South Carolina baseball taking new-look offense, thin pitching staff away from home for the first time
For the first time this season, South Carolina is taking the show away from home.
The Gamecocks travel up to Charlotte for a midweek game against App State, the first time this season the new-look offense and thin pitching staff will play a game not in Founders Park.
It’ll be a test for a South Carolina team still figuring itself out. Right now it’s led by a more dynamic offense than last year and a pitching staff dealing with a bevy of injuries.
“The bullpen is the biggest question mark about our team from a media perspective,” Michael Braswell said. “But I believe coach (Justin) Parker is working his butt off and the pitchers are working their butts off to be what we need to be.”
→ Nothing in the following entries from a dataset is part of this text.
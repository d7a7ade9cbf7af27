//! Database connection management

use crate::errors::{from_rusqlite, Result};
use rusqlite::Connection;
use std::path::Path;
use std::time::Duration;

/// Open a SQLite database at the given path
pub fn open<P: AsRef<Path>>(path: P) -> Result<Connection> {
    Connection::open(path).map_err(from_rusqlite)
}

/// Open an in-memory SQLite database (for testing)
pub fn open_in_memory() -> Result<Connection> {
    Connection::open_in_memory().map_err(from_rusqlite)
}

/// Configure a connection: WAL journal, bounded wait on a busy file
pub fn configure(conn: &Connection) -> Result<()> {
    // journal_mode answers with the resulting mode ("memory" for in-memory dbs)
    let _mode: String = conn
        .query_row("PRAGMA journal_mode = WAL", [], |row| row.get(0))
        .map_err(from_rusqlite)?;

    conn.busy_timeout(Duration::from_secs(5))
        .map_err(from_rusqlite)?;

    Ok(())
}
With Julian Bosnic still on the shelf, Josiah Sightler banged up and James Hicks expected at minimum to miss some time, the Gamecocks are going to have to rely heavily on younger arms.
They’ll start senior and junior college transfer CJ Weins. Weins, who started some last season, has tossed two scoreless innings this season with three strikeouts and a walk.
Once Weins is done, the Gamecocks will likely use a host of newcomers and freshmen still getting their feet wet. So far the majority have played well—Aidan Hunter, Cade Austin, Matt Becker, Noah Hall, etc.—but all are still new to the program.
“We’re going to need those guys to grow up fast and continue to throw strikes and trust their stuff and let that defense work behind them,” Mark Kingston said.
The Gamecocks lean more now on a retooled offense showing signs of growth through seven games.
South Carolina is slashing .319/.432/.468 and averaging eight runs per game so far and not operating in its home run or bust type of offense of the last few years.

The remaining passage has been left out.